Development of a recombinant bovine leukemia virus vector for delivery of a synthetic bovine growth hormone-releasing factor gene into bovine cells.

Continuous intravenous infusion of bovine growth hormone-releasing factor (bGRF) increases milk synthesis in dairy cattle by as much as 46%. We have begun to develop a system for delivery and expression of a synthetic bGRF gene in cultured bovine cells using the provirus of the bovine leukemia virus (BLV). The gene encoding synthetic bGRF, constructed from eight overlapping oligonucleotides, was fused to the whey acidic protein promoter (WAP) or the mouse mammary tumor virus promoter (MMTV). These plasmids, termed pWAP.GRF and pMMTV.GRF, were able to induce transcription of bGRF upon transfection into Madin-Darby bovine kidney (MDBK) cells and induction with a lactogenic hormonal milieu (prolactin, hydrocortisone, triiodothyronine, insulin) or dexamethasone.

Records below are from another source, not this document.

// Copyright (c) 2025-2026 Adrian Robinson. Licensed under the AGPL-3.0.
// See LICENSE file in the project root for full license text.

//! Configuration for the resilience core.
//!
//! # Example
//!
//! ```
//! use offline_resilience::ResilienceConfig;
//!
//! // Minimal config (uses defaults)
//! let config = ResilienceConfig::default();
//! assert_eq!(config.circuit_failure_threshold, 5);
//! assert_eq!(config.sync_max_attempts, 5);
//!
//! // Partial TOML override
//! let config = ResilienceConfig::from_toml_str(r#"
//!     circuit_failure_threshold = 3
//!     storage_poll_interval_ms = 10000
//! "#).unwrap();
//! assert_eq!(config.circuit_failure_threshold, 3);
//! assert_eq!(config.circuit_success_threshold, 2);
//! ```

use serde::Deserialize;
use std::time::Duration;

use crate::connection::QualityThresholds;
use crate::error::{ResilienceError, Result};
use crate::resilience::circuit_breaker::CircuitConfig;
use crate::resilience::retry::{BackoffPolicy, RetryOptions};
use crate::storage::StorageThresholds;
use crate::sync::SyncConfig;

/// Configuration for the resilience core.
///
/// All fields have sensible defaults; durations are in milliseconds.
#[derive(Debug, Clone, Deserialize)]
pub struct ResilienceConfig {
    /// Consecutive failures (within the window) that open a circuit
    #[serde(default = "default_circuit_failure_threshold")]
    pub circuit_failure_threshold: u32,

    /// Rolling window for counting consecutive failures
    #[serde(default = "default_circuit_failure_window_ms")]
    pub circuit_failure_window_ms: u64,

    /// Initial open → probe delay
    #[serde(default = "default_circuit_reset_timeout_ms")]
    pub circuit_reset_timeout_ms: u64,

    /// Cap for the reset timeout after repeated opens
    #[serde(default = "default_circuit_max_reset_timeout_ms")]
    pub circuit_max_reset_timeout_ms: u64,

    /// Consecutive probe successes required to close
    #[serde(default = "default_circuit_success_threshold")]
    pub circuit_success_threshold: u32,

    /// Delivery attempts before an action is dead-lettered
    #[serde(default = "default_sync_max_attempts")]
    pub sync_max_attempts: u32,

    /// Sync backoff
    #[serde(default = "default_sync_backoff_base_ms")]
    pub sync_backoff_base_ms: u64,
    #[serde(default = "default_sync_backoff_cap_ms")]
    pub sync_backoff_cap_ms: u64,

    /// Periodic flush interval
    #[serde(default = "default_sync_interval_ms")]
    pub sync_interval_ms: u64,

    /// fetch_with_retry defaults
    #[serde(default = "default_retry_max_retries")]
    pub retry_max_retries: u32,
    #[serde(default = "default_retry_base_delay_ms")]
    pub retry_base_delay_ms: u64,
    #[serde(default = "default_retry_max_delay_ms")]
    pub retry_max_delay_ms: u64,

    /// Storage polling
    #[serde(default = "default_storage_poll_interval_ms")]
    pub storage_poll_interval_ms: u64,
    #[serde(default = "default_storage_warning_percent")]
    pub storage_warning_percent: f64,
    #[serde(default = "default_storage_critical_percent")]
    pub storage_critical_percent: f64,

    /// Quality tier RTT thresholds (used when effective type is unknown)
    #[serde(default = "default_quality_fast_rtt_ms")]
    pub quality_fast_rtt_ms: u32,
    #[serde(default = "default_quality_moderate_rtt_ms")]
    pub quality_moderate_rtt_ms: u32,

    /// Health snapshot push interval
    #[serde(default = "default_health_tick_ms")]
    pub health_tick_ms: u64,

    /// SQLite file for the durable queue (None = in-memory queue)
    #[serde(default)]
    pub queue_path: Option<String>,
}

fn default_circuit_failure_threshold() -> u32 { 5 }
fn default_circuit_failure_window_ms() -> u64 { 60_000 }
fn default_circuit_reset_timeout_ms() -> u64 { 30_000 }
fn default_circuit_max_reset_timeout_ms() -> u64 { 300_000 } // 5 minutes
fn default_circuit_success_threshold() -> u32 { 2 }
fn default_sync_max_attempts() -> u32 { 5 }
fn default_sync_backoff_base_ms() -> u64 { 1_000 }
fn default_sync_backoff_cap_ms() -> u64 { 60_000 }
fn default_sync_interval_ms() -> u64 { 30_000 }
fn default_retry_max_retries() -> u32 { 3 }
fn default_retry_base_delay_ms() -> u64 { 1_000 }
fn default_retry_max_delay_ms() -> u64 { 30_000 }
fn default_storage_poll_interval_ms() -> u64 { 60_000 }
fn default_storage_warning_percent() -> f64 { 80.0 }
fn default_storage_critical_percent() -> f64 { 90.0 }
fn default_quality_fast_rtt_ms() -> u32 { 100 }
fn default_quality_moderate_rtt_ms() -> u32 { 300 }
fn default_health_tick_ms() -> u64 { 5_000 }

impl Default for ResilienceConfig {
    fn default() -> Self {
        Self {
            circuit_failure_threshold: default_circuit_failure_threshold(),
            circuit_failure_window_ms: default_circuit_failure_window_ms(),
            circuit_reset_timeout_ms: default_circuit_reset_timeout_ms(),
            circuit_max_reset_timeout_ms: default_circuit_max_reset_timeout_ms(),
            circuit_success_threshold: default_circuit_success_threshold(),
            sync_max_attempts: default_sync_max_attempts(),
            sync_backoff_base_ms: default_sync_backoff_base_ms(),
            sync_backoff_cap_ms: default_sync_backoff_cap_ms(),
            sync_interval_ms: default_sync_interval_ms(),
            retry_max_retries: default_retry_max_retries(),
            retry_base_delay_ms: default_retry_base_delay_ms(),
            retry_max_delay_ms: default_retry_max_delay_ms(),
            storage_poll_interval_ms: default_storage_poll_interval_ms(),
            storage_warning_percent: default_storage_warning_percent(),
            storage_critical_percent: default_storage_critical_percent(),
            quality_fast_rtt_ms: default_quality_fast_rtt_ms(),
            quality_moderate_rtt_ms: default_quality_moderate_rtt_ms(),
            health_tick_ms: default_health_tick_ms(),
            queue_path: None,
        }
    }
}

impl ResilienceConfig {
    /// Parse and validate a TOML document. Missing keys take defaults.
    pub fn from_toml_str(source: &str) -> Result<Self> {
        let config: Self =
            toml::from_str(source).map_err(|e| ResilienceError::Config(e.to_string()))?;
        config.validate()?;
        Ok(config)
    }

    /// Reject settings that would break component invariants.
    pub fn validate(&self) -> Result<()> {
        if self.circuit_failure_threshold == 0 {
            return Err(ResilienceError::Config("circuit_failure_threshold must be > 0".into()));
        }
        if self.circuit_success_threshold == 0 {
            return Err(ResilienceError::Config("circuit_success_threshold must be > 0".into()));
        }
        if self.circuit_max_reset_timeout_ms < self.circuit_reset_timeout_ms {
            return Err(ResilienceError::Config(
                "circuit_max_reset_timeout_ms must be >= circuit_reset_timeout_ms".into(),
            ));
        }
        if self.sync_max_attempts == 0 {
            return Err(ResilienceError::Config("sync_max_attempts must be > 0".into()));
        }
        if self.sync_backoff_cap_ms < self.sync_backoff_base_ms {
            return Err(ResilienceError::Config(
                "sync_backoff_cap_ms must be >= sync_backoff_base_ms".into(),
            ));
        }
        if self.retry_max_delay_ms < self.retry_base_delay_ms {
            return Err(ResilienceError::Config(
                "retry_max_delay_ms must be >= retry_base_delay_ms".into(),
            ));
        }
        if !(0.0..=100.0).contains(&self.storage_warning_percent)
            || !(0.0..=100.0).contains(&self.storage_critical_percent)
            || self.storage_warning_percent > self.storage_critical_percent
        {
            return Err(ResilienceError::Config(
                "storage thresholds must satisfy 0 <= warning <= critical <= 100".into(),
            ));
        }
        if self.quality_fast_rtt_ms > self.quality_moderate_rtt_ms {
            return Err(ResilienceError::Config(
                "quality_fast_rtt_ms must be <= quality_moderate_rtt_ms".into(),
            ));
        }
        if self.sync_interval_ms == 0 || self.storage_poll_interval_ms == 0 || self.health_tick_ms == 0 {
            return Err(ResilienceError::Config("timer intervals must be > 0".into()));
        }
        Ok(())
    }

    #[must_use]
    pub fn circuit_config(&self) -> CircuitConfig {
        CircuitConfig {
            failure_threshold: self.circuit_failure_threshold,
            success_threshold: self.circuit_success_threshold,
            reset_timeout: Duration::from_millis(self.circuit_reset_timeout_ms),
            max_reset_timeout: Duration::from_millis(self.circuit_max_reset_timeout_ms),
            failure_window: Duration::from_millis(self.circuit_failure_window_ms),
        }
    }

    #[must_use]
    pub fn sync_config(&self) -> SyncConfig {
        SyncConfig {
            max_attempts: self.sync_max_attempts,
            backoff: BackoffPolicy::new(
                Duration::from_millis(self.sync_backoff_base_ms),
                Duration::from_millis(self.sync_backoff_cap_ms),
            ),
            flush_interval: Duration::from_millis(self.sync_interval_ms),
        }
    }

    #[must_use]
    pub fn retry_options(&self) -> RetryOptions {
        RetryOptions {
            max_retries: self.retry_max_retries,
            base_delay: Duration::from_millis(self.retry_base_delay_ms),
            max_delay: Duration::from_millis(self.retry_max_delay_ms),
        }
    }

    #[must_use]
    pub fn storage_thresholds(&self) -> StorageThresholds {
        StorageThresholds {
            warning_percent: self.storage_warning_percent,
            critical_percent: self.storage_critical_percent,
        }
    }

    #[must_use]
    pub fn quality_thresholds(&self) -> QualityThresholds {
        QualityThresholds {
            fast_rtt_ms: self.quality_fast_rtt_ms,
            moderate_rtt_ms: self.quality_moderate_rtt_ms,
        }
    }

    #[must_use]
    pub fn storage_poll_interval(&self) -> Duration {
        Duration::from_millis(self.storage_poll_interval_ms)
    }

    #[must_use]
    pub fn health_tick(&self) -> Duration {
        Duration::from_millis(self.health_tick_ms)
    }
}
impl CircuitEntry {
    fn new() -> Self {
        Self {
            state: CircuitState::Closed,
            consecutive_failures: 0,
            consecutive_successes: 0,
            recent_failures: VecDeque::new(),
            last_failure_at: None,
            next_probe_at: None,
            open_count: 0,
            probe_in_flight: false,
            generation: 0,
            calls_total: 0,
            failures_total: 0,
            rejections_total: 0,
        }
    }

    fn reset(&mut self) {
        let generation = self.generation.wrapping_add(1);
        *self = Self::new();
        self.generation = generation;
    }

    fn stats(&self, name: &str, now: Instant) -> CircuitStats {
        let state = match (self.state, self.next_probe_at) {
            (CircuitState::Open, Some(at)) if now >= at => CircuitState::HalfOpen,
            (state, _) => state,
        };
        CircuitStats {
            name: name.to_string(),
            state,
            consecutive_failures: self.consecutive_failures,
            consecutive_successes: self.consecutive_successes,
            last_failure_at: self.last_failure_at,
            next_probe_at: if state == CircuitState::Open { self.next_probe_at } else { None },
            open_count: self.open_count,
            calls_total: self.calls_total,
            failures_total: self.failures_total,
            rejections_total: self.rejections_total,
        }
    }

    fn trip(&mut self, name: &str, now: Instant, config: &CircuitConfig) {
        self.open_count = self.open_count.saturating_add(1);
        let wait = config.reset_timeout_for(self.open_count);
        self.state = CircuitState::Open;
        self.consecutive_successes = 0;
        self.next_probe_at = Some(now + wait);
        warn!(
            circuit = %name,
            failures = self.consecutive_failures,
            opens = self.open_count,
            "Circuit opened, next probe in {:?}",
            wait
        );
        crate::metrics::record_circuit_trip(name);
        crate::metrics::set_circuit_state(name, CircuitState::Open as u8);
    }
}

#[derive(Debug, Clone, Copy, PartialEq, Eq)]
enum PermitKind {
    Normal,
    Probe,
}

/// Admission ticket for one call.
struct Permit {
    kind: PermitKind,
    generation: u64,
}
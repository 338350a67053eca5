// Copyright (c) 2025-2026 Adrian Robinson. Licensed under the AGPL-3.0.
// See LICENSE file in the project root for full license text.

//! Retry logic with exponential backoff and jitter.
//!
//! Delay for retry `n` (0-indexed) is `min(base * 2^n, cap)` plus a random
//! jitter of up to 30% of that value, so the worst case is `cap * 1.3`.
//!
//! # Example
//!
//! ```
//! use offline_resilience::BackoffPolicy;
//! use std::time::Duration;
//!
//! let policy = BackoffPolicy::new(Duration::from_millis(100), Duration::from_secs(1));
//! assert_eq!(policy.base_delay(0), Duration::from_millis(100));
//! assert_eq!(policy.base_delay(3), Duration::from_millis(800));
//! assert_eq!(policy.base_delay(10), Duration::from_secs(1)); // capped
//!
//! let jittered = policy.delay_for(10);
//! assert!(jittered >= Duration::from_secs(1));
//! assert!(jittered <= Duration::from_millis(1300));
//! ```

use rand::Rng;
use std::future::Future;
use std::time::Duration;
use tokio::time::{sleep, timeout};
use tracing::{debug, info, warn};

use crate::error::RequestError;

/// Default jitter: up to 30% of the computed delay.
pub const DEFAULT_JITTER_RATIO: f64 = 0.3;

/// Exponential backoff schedule.
#[derive(Debug, Clone, Copy, PartialEq)]
pub struct BackoffPolicy {
    pub base: Duration,
    pub cap: Duration,
    /// Fraction of the computed delay added as random jitter (0.0 disables).
    pub jitter_ratio: f64,
}

impl BackoffPolicy {
    #[must_use]
    pub fn new(base: Duration, cap: Duration) -> Self {
        Self {
            base,
            cap,
            jitter_ratio: DEFAULT_JITTER_RATIO,
        }
    }

    /// Same schedule, no jitter. Useful for deterministic tests.
    #[must_use]
    pub fn without_jitter(mut self) -> Self {
        self.jitter_ratio = 0.0;
        self
    }

    /// `min(base * 2^attempt, cap)` with saturating arithmetic.
    #[must_use]
    pub fn base_delay(&self, attempt: u32) -> Duration {
        2u32.checked_pow(attempt)
            .and_then(|factor| self.base.checked_mul(factor))
            .map_or(self.cap, |d| d.min(self.cap))
    }

    /// Delay with jitter drawn from `unit` in `[0.0, 1.0]`.
    #[must_use]
    pub fn delay_with_unit(&self, attempt: u32, unit: f64) -> Duration {
        let delay = self.base_delay(attempt);
        let unit = unit.clamp(0.0, 1.0);
        delay + scale(delay, self.jitter_ratio * unit)
    }

    /// Delay with random jitter.
    #[must_use]
    pub fn delay_for(&self, attempt: u32) -> Duration {
        let unit: f64 = rand::thread_rng().gen_range(0.0..=1.0);
        self.delay_with_unit(attempt, unit)
    }

    /// Upper bound of any value returned by [`delay_for`](Self::delay_for).
    #[must_use]
    pub fn max_delay(&self) -> Duration {
        self.cap + scale(self.cap, self.jitter_ratio)
    }
}

/// Multiply at nanosecond precision, rounding to the nearest nanosecond.
fn scale(d: Duration, factor: f64) -> Duration {
    let nanos = (d.as_nanos() as f64 * factor.max(0.0)).round();
    Duration::from_nanos(nanos.min(u64::MAX as f64) as u64)
}

/// Options for [`retry_transient`] (and `fetch_with_retry`).
#[derive(Debug, Clone, Copy, PartialEq, Eq)]
pub struct RetryOptions {
    /// Retries after the first attempt (total attempts = max_retries + 1)
    pub max_retries: u32,
    pub base_delay: Duration,
    pub max_delay: Duration,
}

impl Default for RetryOptions {
    fn default() -> Self {
        Self {
            max_retries: 3,
            base_delay: Duration::from_secs(1),
            max_delay: Duration::from_secs(30),
        }
    }
}

impl RetryOptions {
    /// Quick retry for interactive requests (don't block the user for long).
    #[must_use]
    pub fn interactive() -> Self {
        Self {
            max_retries: 2,
            base_delay: Duration::from_millis(250),
            max_delay: Duration::from_secs(2),
        }
    }

    /// Background work can afford to wait.
    #[must_use]
    pub fn background() -> Self {
        Self {
            max_retries: 5,
            base_delay: Duration::from_secs(2),
            max_delay: Duration::from_secs(60),
        }
    }

    #[must_use]
    pub fn backoff(&self) -> BackoffPolicy {
        BackoffPolicy::new(self.base_delay, self.max_delay)
    }
}

/// Run `operation` with a per-attempt deadline, retrying retryable failures.
///
/// Non-retryable failures (4xx validation) return immediately. After the
/// retry budget is spent, the last error is returned.
pub async fn retry_transient<F, Fut, T>(
    operation_name: &str,
    options: &RetryOptions,
    attempt_timeout: Duration,
    mut operation: F,
) -> Result<T, RequestError>
where
    F: FnMut() -> Fut,
    Fut: Future<Output = Result<T, RequestError>>,
{
    let backoff = options.backoff();
    let mut attempt: u32 = 0;

    loop {
        let result = match timeout(attempt_timeout, operation()).await {
            Ok(result) => result,
            Err(_) => Err(RequestError::Timeout(attempt_timeout)),
        };

        match result {
            Ok(val) => {
                if attempt > 0 {
                    info!(operation = operation_name, retries = attempt, "Operation succeeded after retries");
                }
                crate::metrics::record_request(operation_name, "success");
                return Ok(val);
            }
            Err(err) if !err.is_retryable() => {
                debug!(operation = operation_name, error = %err, "Non-retryable failure, giving up");
                crate::metrics::record_request(operation_name, "permanent");
                return Err(err);
            }
            Err(err) => {
                if attempt >= options.max_retries {
                    warn!(
                        operation = operation_name,
                        attempts = attempt + 1,
                        error = %err,
                        "Retry budget exhausted"
                    );
                    crate::metrics::record_request(operation_name, "exhausted");
                    return Err(err);
                }

                let delay = backoff.delay_for(attempt);
                warn!(
                    operation = operation_name,
                    attempt = attempt + 1,
                    max_retries = options.max_retries,
                    error = %err,
                    "Transient failure, retrying in {:?}",
                    delay
                );
                crate::metrics::record_request_retry(operation_name);
                sleep(delay).await;
                attempt += 1;
            }
        }
    }
}
// Copyright (c) 2025-2026 Adrian Robinson. Licensed under the AGPL-3.0.
// See LICENSE file in the project root for full license text.

//! Connection quality monitor.
//!
//! Turns raw network readings into a stable [`Quality`] tier and an
//! [`AdaptiveSettings`] table that callers consult synchronously. The only
//! awaiting operation here is [`ConnectionMonitor::fetch_with_retry`].
//!
//! ```text
//! NetworkSignalSource ──(read / watch stream)──▶ apply() ──▶ snapshot
//!                                                     └──▶ listeners (on change)
//! ```

pub mod quality;
pub mod source;

use parking_lot::{Mutex, RwLock};
use std::future::Future;
use std::sync::{Arc, Weak};
use tokio::task::JoinHandle;
use tracing::{debug, info, warn};

use crate::error::{RequestError, ResilienceError, Result};
use crate::listeners::{ListenerId, Listeners};
use crate::metrics::LatencyTimer;
use crate::resilience::retry::{retry_transient, RetryOptions};

pub use quality::{
    derive_quality, AdaptiveSettings, ConnectionSnapshot, EffectiveType, ImageQuality, NetworkSignals, Quality,
    QualityThresholds,
};
pub use source::{NetworkSignalSource, StaticNetworkSource, WatchNetworkSource};

pub struct ConnectionMonitor {
    source: Arc<dyn NetworkSignalSource>,
    thresholds: QualityThresholds,
    retry: RetryOptions,
    snapshot: RwLock<ConnectionSnapshot>,
    listeners: Listeners<ConnectionSnapshot>,
    watcher: Mutex<Option<JoinHandle<()>>>,
}

impl ConnectionMonitor {
    /// Build a monitor and take the cold-start reading.
    pub fn new(source: Arc<dyn NetworkSignalSource>, thresholds: QualityThresholds, retry: RetryOptions) -> Self {
        let snapshot = ConnectionSnapshot::from_signals(&source.read(), &thresholds);
        crate::metrics::set_connection_quality(snapshot.quality as u8);
        Self {
            source,
            thresholds,
            retry,
            snapshot: RwLock::new(snapshot),
            listeners: Listeners::new(),
            watcher: Mutex::new(None),
        }
    }

    #[must_use]
    pub fn snapshot(&self) -> ConnectionSnapshot {
        self.snapshot.read().clone()
    }

    #[must_use]
    pub fn quality(&self) -> Quality {
        self.snapshot.read().quality
    }

    #[must_use]
    pub fn is_online(&self) -> bool {
        self.snapshot.read().online
    }

    #[must_use]
    pub fn adaptive_settings(&self) -> AdaptiveSettings {
        self.snapshot.read().adaptive_settings()
    }

    pub fn subscribe<F>(&self, callback: F) -> ListenerId
    where
        F: Fn(&ConnectionSnapshot) + Send + Sync + 'static,
    {
        self.listeners.subscribe(callback)
    }

    pub fn unsubscribe(&self, id: ListenerId) -> bool {
        self.listeners.unsubscribe(id)
    }

    /// Re-read the source and apply the result.
    pub fn refresh(&self) -> ConnectionSnapshot {
        let signals = self.source.read();
        self.apply(signals)
    }

    /// Recompute from `signals`. Listeners fire only when the snapshot changed.
    pub fn apply(&self, signals: NetworkSignals) -> ConnectionSnapshot {
        let next = ConnectionSnapshot::from_signals(&signals, &self.thresholds);
        let previous = {
            let mut current = self.snapshot.write();
            if *current == next {
                return next;
            }
            std::mem::replace(&mut *current, next.clone())
        };

        if previous.quality != next.quality {
            if next.quality == Quality::Offline {
                warn!(from = %previous.quality, "Connection lost");
            } else {
                info!(from = %previous.quality, to = %next.quality, rtt_ms = next.rtt_ms, "Connection quality changed");
            }
        } else {
            debug!(rtt_ms = next.rtt_ms, downlink = next.downlink_mbps, "Network signals updated");
        }
        crate::metrics::set_connection_quality(next.quality as u8);
        crate::metrics::set_connection_rtt(next.rtt_ms);

        self.listeners.emit(&next);
        next
    }

    /// Follow the source's change stream. No-op if already following or
    /// if the source cannot push.
    pub fn start(self: &Arc<Self>) {
        let mut watcher = self.watcher.lock();
        if watcher.as_ref().is_some_and(|h| !h.is_finished()) {
            return;
        }
        self.refresh();

        let Some(mut rx) = self.source.changes() else {
            debug!("Network source has no change stream, relying on refresh()");
            return;
        };
        let weak: Weak<Self> = Arc::downgrade(self);
        *watcher = Some(tokio::spawn(async move {
            while rx.changed().await.is_ok() {
                let signals = rx.borrow_and_update().clone();
                match weak.upgrade() {
                    Some(monitor) => {
                        monitor.apply(signals);
                    }
                    None => break,
                }
            }
            debug!("Network watcher exited");
        }));
        info!("Connection monitor started");
    }

    pub fn stop(&self) {
        if let Some(handle) = self.watcher.lock().take() {
            handle.abort();
            info!("Connection monitor stopped");
        }
    }

    #[must_use]
    pub fn is_running(&self) -> bool {
        self.watcher.lock().as_ref().is_some_and(|h| !h.is_finished())
    }

    pub fn dispose(&self) {
        self.stop();
        self.listeners.clear();
    }

    /// Run a backend request with the adaptive timeout and exponential
    /// backoff. `None` uses the configured retry options.
    ///
    /// Fails fast with a transient error while offline.
    pub async fn fetch_with_retry<F, Fut, T>(
        &self,
        operation_name: &str,
        options: Option<RetryOptions>,
        request: F,
    ) -> Result<T>
    where
        F: FnMut() -> Fut,
        Fut: Future<Output = std::result::Result<T, RequestError>>,
    {
        if !self.is_online() {
            crate::metrics::record_request(operation_name, "offline");
            return Err(ResilienceError::TransientNetwork(format!(
                "{} skipped: device is offline",
                operation_name
            )));
        }
        let options = options.unwrap_or(self.retry);
        let timeout = self.adaptive_settings().request_timeout;
        let _timer = LatencyTimer::new(operation_name);
        retry_transient(operation_name, &options, timeout, request)
            .await
            .map_err(ResilienceError::from)
    }
}

impl Drop for ConnectionMonitor {
    fn drop(&mut self) {
        if let Some(handle) = self.watcher.get_mut().take() {
            handle.abort();
        }
    }
}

When these constructs were cloned into a BLV vector in place of its oncogenic region, and transfected into MDBK cells, bGRF was expressed. Virus particles were prepared from these cultures and used to deliver the bGRF gene by viral infection into fresh MDBK cells. Northern blot analysis of MDBK total RNA revealed a fivefold higher level of expression of bGRF mRNA in transfected cultures than in virally infected cells, and no expression was detected in control cultures. The bGRF peptide was detected in both cell extracts and media samples from transfected cultures but was not detected in cell extracts or media samples from virally infected cells. This provirus construct may prove useful as a delivery system for peptides into cattle.